HCL Tech and IBM (Part 4) A right move?
The USD 1.8bn HCL Tech deal is undoubtedly impressive and does raise many questions about the IP and software products strategy of HCL Tech. We have commented several times on this strategy. Here are our thoughts:
- HCL Tech reaches 20% threshold. We estimate that HCL Tech will not derive ~20% of its revenues from IP and software products. HCL Tech is in the space where it can benefits from the potentially high margins of software products while remaining, for the most part, an IT service business.
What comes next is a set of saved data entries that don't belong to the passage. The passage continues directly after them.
//! grove_control — interactive entry point.

use grove_control::app::{run, AppConfig};
use std::io::{self, Write};

fn main() {
    println!();
    println!("╔══════════════════════════════════════════════════════════════╗");
    println!("║      Grove Control — Gesture-Driven Particle Tree Scene      ║");
    println!("╚══════════════════════════════════════════════════════════════╝");
    println!();
    println!("  Landmark input: keyboard simulation (a webcam detector plugs");
    println!("  into the same LandmarkSource seam).");
    println!();

    let pointer_only = std::env::args().any(|a| a == "--pointer");
    let cfg = if std::env::args().any(|a| a == "--quick") {
        println!("  Quick-start: 12 photos, snow off\n");
        AppConfig { pointer_only, ..AppConfig::default() }
    } else {
        configure_interactively(pointer_only)
    };

    println!();
    println!("  Opening scene window…");
    println!();

    if let Err(e) = run(cfg) {
        eprintln!("Error: {}", e);
        std::process::exit(1);
    }
}

fn configure_interactively(pointer_only: bool) -> AppConfig {
    let photo_count: usize = {
        let n = read_line("  Photo panels 1–64 (default 12): ")
            .trim()
            .parse()
            .unwrap_or(12);
        n.clamp(1, 64)
    };

    let snow_on_start = matches!(
        read_line("  Snow on at start? y/N: ").trim(),
        "y" | "Y" | "yes"
    );

    AppConfig {
        photo_count,
        snow_on_start,
        pointer_only,
    }
}

fn read_line(prompt: &str) -> String {
    print!("{}", prompt);
    io::stdout().flush().ok();
    let mut buf = String::new();
    io::stdin().read_line(&mut buf).ok();
    buf
}
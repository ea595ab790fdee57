// value coercions shared by the table accessors. none of these fail: every
// input maps to some value.

pub const TRUE_VALUE: &str = "1";
pub const FALSE_VALUE: &str = "0";

/// A present value is true unless it is exactly `"0"`. The empty string
/// (a bare flag) is true.
pub fn is_true(value: &str) -> bool {
    value != FALSE_VALUE
}

pub fn bool_value(b: bool) -> &'static str {
    if b { TRUE_VALUE } else { FALSE_VALUE }
}

/// Parses the longest leading base-10 integer in `value`.
///
/// Leading ASCII whitespace is skipped, then an optional `+`/`-`, then as
/// many digits as follow. Anything after the digits is ignored, so `"11abc"`
/// is 11. When no digit follows, the result is 0. Out-of-range values
/// saturate at `i64::MAX` / `i64::MIN`.
pub fn leading_int(value: &str) -> i64 {
    let bytes = value.trim_start_matches(|c: char| c.is_ascii_whitespace()).as_bytes();

    let (negative, digits) = match bytes.first() {
        Some(b'-') => (true, &bytes[1..]),
        Some(b'+') => (false, &bytes[1..]),
        _ => (false, bytes),
    };

    let mut acc: i64 = 0;
    for b in digits.iter().take_while(|b| b.is_ascii_digit()) {
        let d = (b - b'0') as i64;
        // accumulate negatively so i64::MIN is reachable
        acc = match acc.checked_mul(10).and_then(|a| a.checked_sub(d)) {
            Some(a) => a,
            None => {
                return if negative { i64::MIN } else { i64::MAX };
            }
        };
    }

    if negative {
        acc
    } else {
        acc.checked_neg().unwrap_or(i64::MAX)
    }
}
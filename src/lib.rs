//! Resolves `-flag=value` style arguments into an [`ArgTable`].
//!
//! ```no_run
//! let args = argtable::argtable!();
//! let verbose = args.get_bool("-verbose", false);
//! let port = args.get_int("-port", 8333);
//! let datadir = args.get_string("-datadir", "~/.data");
//! ```
//!
//! `--flag` and `-flag` are the same key, and the first occurrence of a key
//! wins. `-noflag` sets `-flag` to false (or true for `-noflag=0`) unless
//! `-flag` itself was given.

extern crate bit_set;

pub mod errors;
pub use errors::*;

mod convert;

mod parser;
pub use parser::Parser;

mod table;
pub use table::ArgTable;

mod shared;
pub use shared::SharedArgTable;

#[cfg(test)] mod test_strings;
#[cfg(test)] mod test_negation;

#[macro_export]
macro_rules! argtable {
    () => {{
        $crate::ArgTable::from_args()
    }};
    ($args:ident) => {{
        $crate::ArgTable::from_strings($args)
    }};
    ($args:expr) => {{
        $crate::ArgTable::from_strings($args)
    }};
}
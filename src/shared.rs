use std::sync::{Mutex, MutexGuard};

use crate::parser::Parser;
use crate::table::ArgTable;

/// An `ArgTable` that can be re-parsed while other threads read it.
///
/// A replacement table is built outside the lock and swapped in whole, so a
/// reader sees either the old table or the new one.
#[derive(Debug, Default)]
pub struct SharedArgTable {
    parser: Parser,
    inner: Mutex<ArgTable>,
}
impl SharedArgTable {
    pub fn new(parser: Parser) -> SharedArgTable {
        SharedArgTable {
            parser: parser,
            inner: Mutex::new(ArgTable::default()),
        }
    }

    pub fn from_table(table: ArgTable) -> SharedArgTable {
        SharedArgTable {
            parser: Parser::new(),
            inner: Mutex::new(table),
        }
    }

    // the table is only ever replaced whole, so a poisoned lock still guards
    // a consistent value
    fn lock(&self) -> MutexGuard<'_, ArgTable> {
        match self.inner.lock() {
            Ok(guard) => guard,
            Err(poisoned) => poisoned.into_inner(),
        }
    }

    pub fn reparse(&self, input: Vec<String>) {
        let table = self.parser.parse(input);
        let keys = table.len();
        *self.lock() = table;
        tracing::debug!(keys, "swapped argument table");
    }

    pub fn snapshot(&self) -> ArgTable {
        self.lock().clone()
    }

    pub fn is_set(&self, key: &str) -> bool {
        self.lock().is_set(key)
    }

    pub fn get_bool(&self, key: &str, default: bool) -> bool {
        self.lock().get_bool(key, default)
    }

    pub fn get_string(&self, key: &str, default: &str) -> String {
        self.lock().get_string(key, default).to_string()
    }

    pub fn get_int(&self, key: &str, default: i64) -> i64 {
        self.lock().get_int(key, default)
    }

    pub fn soft_set(&self, key: &str, value: &str) -> bool {
        self.lock().soft_set(key, value)
    }

    pub fn soft_set_bool(&self, key: &str, value: bool) -> bool {
        self.lock().soft_set_bool(key, value)
    }
}
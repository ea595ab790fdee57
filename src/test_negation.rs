#[cfg(test)]
mod negation {
    use crate::*;
    use crate::test_helpers::argv;

    fn check_all_defaults(line: &str, key: &str, expect: bool) {
        let args = ArgTable::from_strings(argv(line));
        for default in [false, true].iter() {
            let got = args.get_bool(key, *default);
            assert!(got == expect, "'{}': {} with default {}: expected {}, got {}",
                line, key, default, expect, got);
        }
    }

    #[test]
    fn bare() {
        check_all_defaults("-noACH", "-ACH", false);
    }

    #[test]
    fn with_one() {
        check_all_defaults("-noACH=1", "-ACH", false);
    }

    #[test]
    fn double_negative() {
        check_all_defaults("-noACH=0", "-ACH", true);
    }

    #[test]
    fn positive_wins() {
        check_all_defaults("-ACH -noACH", "-ACH", true);
        check_all_defaults("-ACH --noACH", "-ACH", true);
        check_all_defaults("-noACH -ACH", "-ACH", true);
        check_all_defaults("-ACH=1 -noACH=1", "-ACH", true);
        check_all_defaults("-noACH=1 -ACH=1", "-ACH", true);
    }

    #[test]
    fn positive_value_wins() {
        check_all_defaults("-ACH=0 -noACH=0", "-ACH", false);
        check_all_defaults("-noACH=0 -ACH=0", "-ACH", false);
    }

    #[test]
    fn negated_key_is_kept() {
        let args = ArgTable::from_strings(argv("-noACH=1"));
        assert!(args.is_set("-noACH"), "the negated key itself should stay queryable");
        assert!(args.get_bool("-noACH", false));
        assert!(args.get_string("-ACH", "") == "0",
            "derived value should be 0, got '{}'", args.get_string("-ACH", ""));
    }

    #[test]
    fn no_alone_is_not_negation() {
        let args = ArgTable::from_strings(argv("-no"));
        assert!(args.keys() == vec!("-no"), "got {:?}", args.keys());
    }

    #[test]
    fn prefix_is_case_sensitive() {
        let args = ArgTable::from_strings(argv("-NoACH -NOfoo"));
        assert!(!args.is_set("-ACH"));
        assert!(!args.is_set("-foo"));
    }

    #[test]
    fn no_cascade() {
        let args = ArgTable::from_strings(argv("-nonoACH"));
        assert!(args.get_bool("-noACH", true) == false, "-nonoACH should derive -noACH");
        assert!(!args.is_set("-ACH"), "derived entries should not derive again");
    }
}
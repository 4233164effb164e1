//! Configuration for heartglow.
//! Serde structs with hand-written defaults, color schemes, and presets.

use serde::{Deserialize, Serialize};

// ============================================================================
// Quality tier
// ============================================================================

#[derive(Clone, Copy, PartialEq, Eq, Serialize, Deserialize, Debug)]
pub enum QualityTier {
    /// Desktop-class settings.
    Full,
    /// Constrained hosts: fewer particles, shorter trails, coarser outline.
    Reduced,
}

impl Default for QualityTier {
    fn default() -> Self {
        Self::Full
    }
}

// ============================================================================
// Color schemes
// ============================================================================

#[derive(Clone, PartialEq, Serialize, Deserialize, Debug)]
pub struct ColorScheme {
    pub name: String,
    /// Radial gradient stops, center outward, at offsets 0.0 / 0.7 / 1.0.
    pub stops: [[u8; 3]; 3],
    pub background: [u8; 3],
    /// Flat particle color used on the low-power path.
    pub flat: [u8; 3],
}

impl Default for ColorScheme {
    fn default() -> Self {
        Self::azure()
    }
}

impl ColorScheme {
    pub fn azure() -> Self {
        Self {
            name: "Azure".to_string(),
            stops: [[0, 168, 255], [0, 151, 230], [0, 119, 182]],
            background: [5, 10, 20],
            flat: [51, 173, 255],
        }
    }

    pub fn crimson() -> Self {
        Self {
            name: "Crimson".to_string(),
            stops: [[255, 120, 150], [230, 60, 100], [170, 20, 70]],
            background: [18, 5, 10],
            flat: [255, 99, 130],
        }
    }

    pub fn ember() -> Self {
        Self {
            name: "Ember".to_string(),
            stops: [[255, 210, 120], [255, 140, 40], [200, 60, 0]],
            background: [12, 6, 2],
            flat: [255, 160, 60],
        }
    }

    pub fn orchid() -> Self {
        Self {
            name: "Orchid".to_string(),
            stops: [[240, 160, 255], [190, 90, 230], [120, 40, 170]],
            background: [10, 5, 18],
            flat: [210, 130, 250],
        }
    }

    pub fn moonlight() -> Self {
        Self {
            name: "Moonlight".to_string(),
            stops: [[255, 255, 255], [190, 200, 215], [120, 130, 150]],
            background: [8, 10, 14],
            flat: [220, 228, 240],
        }
    }

    pub fn all_schemes() -> Vec<ColorScheme> {
        vec![
            Self::azure(),
            Self::crimson(),
            Self::ember(),
            Self::orchid(),
            Self::moonlight(),
        ]
    }
}

// ============================================================================
// Heart outline
// ============================================================================

#[derive(Clone, PartialEq, Serialize, Deserialize, Debug)]
pub struct HeartConfig {
    /// Angular step between outline samples, radians.
    pub detail: f32,
    /// Componentwise (x, y) scale per concentric layer, outermost first.
    pub layers: Vec<[f32; 2]>,
}

impl Default for HeartConfig {
    fn default() -> Self {
        Self {
            detail: 0.1,
            layers: vec![[210.0, 13.0], [150.0, 9.0], [90.0, 5.0]],
        }
    }
}

impl HeartConfig {
    /// Constrained-tier outline: coarser sampling, 70% scale.
    pub fn reduced() -> Self {
        Self {
            detail: 0.3,
            layers: vec![[147.0, 9.1], [105.0, 6.3], [63.0, 3.5]],
        }
    }
}

// ============================================================================
// Particles
// ============================================================================

/// Probability table consulted once a particle has arrived at its target.
#[derive(Clone, Copy, PartialEq, Serialize, Deserialize, Debug)]
pub struct TargetJitter {
    /// Chance of jumping to a uniformly random outline point.
    pub reassign: f32,
    /// Chance of flipping traversal direction before stepping.
    pub reverse: f32,
}

impl Default for TargetJitter {
    fn default() -> Self {
        Self {
            reassign: 0.05,
            reverse: 0.01,
        }
    }
}

#[derive(Clone, PartialEq, Serialize, Deserialize, Debug)]
pub struct ParticleConfig {
    /// One particle per outline point when set; `count` otherwise.
    pub count_follows_outline: bool,
    pub count: usize,
    pub min_radius: f32,
    pub max_radius: f32,
    pub min_speed: f32,
    pub max_speed: f32,
    /// Per-particle drag multiplier range. Must stay below 1.0 or velocity
    /// never bleeds off.
    pub min_damping: f32,
    pub max_damping: f32,
    /// Fraction of the normalized steering force fed into velocity per tick.
    pub steer_gain: f32,
    /// Distance at which a particle counts as arrived at its target.
    pub arrival_radius: f32,
    pub jitter: TargetJitter,
}

impl Default for ParticleConfig {
    fn default() -> Self {
        Self {
            count_follows_outline: true,
            count: 120,
            min_radius: 2.0,
            max_radius: 4.0,
            min_speed: 1.0,
            max_speed: 4.0,
            min_damping: 0.75,
            max_damping: 0.9,
            steer_gain: 0.1,
            arrival_radius: 10.0,
            jitter: TargetJitter::default(),
        }
    }
}

// ============================================================================
// Trails
// ============================================================================

#[derive(Clone, PartialEq, Serialize, Deserialize, Debug)]
pub struct TrailConfig {
    /// Points kept per particle. Fixed for the lifetime of a particle.
    pub length: usize,
    /// Exponential-approach factor: each trail point moves this fraction of
    /// the way toward its predecessor every tick. The trail is an elastic
    /// ribbon, not a frame-by-frame position history.
    pub smoothing: f32,
    /// How much the circle radius shrinks toward the tail, 0..1.
    pub taper: f32,
}

impl Default for TrailConfig {
    fn default() -> Self {
        Self {
            length: 50,
            smoothing: 0.4,
            taper: 0.7,
        }
    }
}

// ============================================================================
// Rendering
// ============================================================================

#[derive(Clone, PartialEq, Serialize, Deserialize, Debug)]
pub struct RenderConfig {
    /// Alpha of the background wash blended over the previous frame.
    /// Below 1.0 old frames bleed through as motion blur.
    pub fade_alpha: f32,
    /// Flat colors and no trails; the reduced-motion branch.
    pub low_power: bool,
}

impl Default for RenderConfig {
    fn default() -> Self {
        Self {
            fade_alpha: 0.2,
            low_power: false,
        }
    }
}

// ============================================================================
// Pulse
// ============================================================================

#[derive(Clone, Copy, PartialEq, Serialize, Deserialize, Debug)]
pub struct PulseConfig {
    /// Phase advance per second at the neutral gait.
    pub rate: f32,
}

impl Default for PulseConfig {
    fn default() -> Self {
        Self { rate: 0.6 }
    }
}

// ============================================================================
// Main app configuration
// ============================================================================

#[derive(Clone, PartialEq, Serialize, Deserialize, Debug, Default)]
pub struct AppConfig {
    pub tier: QualityTier,
    pub heart: HeartConfig,
    pub particles: ParticleConfig,
    pub trails: TrailConfig,
    pub pulse: PulseConfig,
    pub render: RenderConfig,
    pub color_scheme_index: usize,
}

impl AppConfig {
    pub fn get_color_scheme(&self) -> ColorScheme {
        let schemes = ColorScheme::all_schemes();
        schemes
            .get(self.color_scheme_index)
            .cloned()
            .unwrap_or_default()
    }

    pub fn save(&self, path: &str) -> anyhow::Result<()> {
        let json = serde_json::to_string_pretty(self)?;
        std::fs::write(path, json)?;
        Ok(())
    }

    pub fn load(path: &str) -> anyhow::Result<Self> {
        let json = std::fs::read_to_string(path)?;
        let config = serde_json::from_str(&json)?;
        Ok(config)
    }

    /// Apply tier-dependent settings (the desktop/constrained split).
    pub fn apply_tier(&mut self) {
        match self.tier {
            QualityTier::Full => {
                self.heart = HeartConfig::default();
                self.particles.count = 120;
                self.trails.length = 50;
            }
            QualityTier::Reduced => {
                self.heart = HeartConfig::reduced();
                self.particles.count_follows_outline = false;
                self.particles.count = 60;
                self.trails.length = 20;
            }
        }
    }

    /// All available preset names.
    pub fn preset_names() -> Vec<&'static str> {
        vec!["Nested Bloom", "Classic Blue", "Ember Waltz", "Low Power"]
    }

    /// Apply a preset by name.
    pub fn apply_preset(&mut self, name: &str) {
        match name {
            "Nested Bloom" => self.preset_nested_bloom(),
            "Classic Blue" => self.preset_classic_blue(),
            "Ember Waltz" => self.preset_ember_waltz(),
            "Low Power" => self.preset_low_power(),
            _ => {}
        }
    }

    /// Three nested outlines, one particle per point, elastic ribbons.
    pub fn preset_nested_bloom(&mut self) {
        *self = Self::default();
    }

    /// Single outline chased by a fixed pool of 120 particles, shorter smear.
    pub fn preset_classic_blue(&mut self) {
        *self = Self::default();
        self.heart = HeartConfig {
            detail: 0.1,
            layers: vec![[200.0, 13.0]],
        };
        self.particles.count_follows_outline = false;
        self.particles.count = 120;
        self.render.fade_alpha = 0.5;
        self.color_scheme_index = 0;
    }

    /// Slow warm beat with long, loose trails.
    pub fn preset_ember_waltz(&mut self) {
        *self = Self::default();
        self.color_scheme_index = 2;
        self.pulse.rate = 0.45;
        self.trails.length = 70;
        self.trails.smoothing = 0.3;
        self.render.fade_alpha = 0.12;
    }

    /// Reduced tier with flat colors and no trails.
    pub fn preset_low_power(&mut self) {
        *self = Self::default();
        self.tier = QualityTier::Reduced;
        self.apply_tier();
        self.render.low_power = true;
    }
}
The company should escape the negatives of being an ISV, e.g., high seasonality with calendar Q4 being the most active quarter; and high upfront investment in R&D.
- The product portfolio of HCL Tech is very diversified and comes across middleware (including Actian), collaboration applications (Lotus, Domino, Connections), security (BigFix, Appscan) and e-commerce (Unica, Portal, Commerce). This is a broad portfolio that is heterogeneous
- HCL will have a debt of USD 300m, once the transaction is completed. This leaves space for acquisitions in digital, to expand the client base of HCL Tech from CIOs to the lines of business
- A pause in software product acquisition is needed. HCL Tech still needs to show it can resume its organic growth in its Application Services and BPO businesses.
Finally, HCL Tech has the boldest and most innovative strategy in the industry, among peers in India and onshore. Bold means innovative but also risky.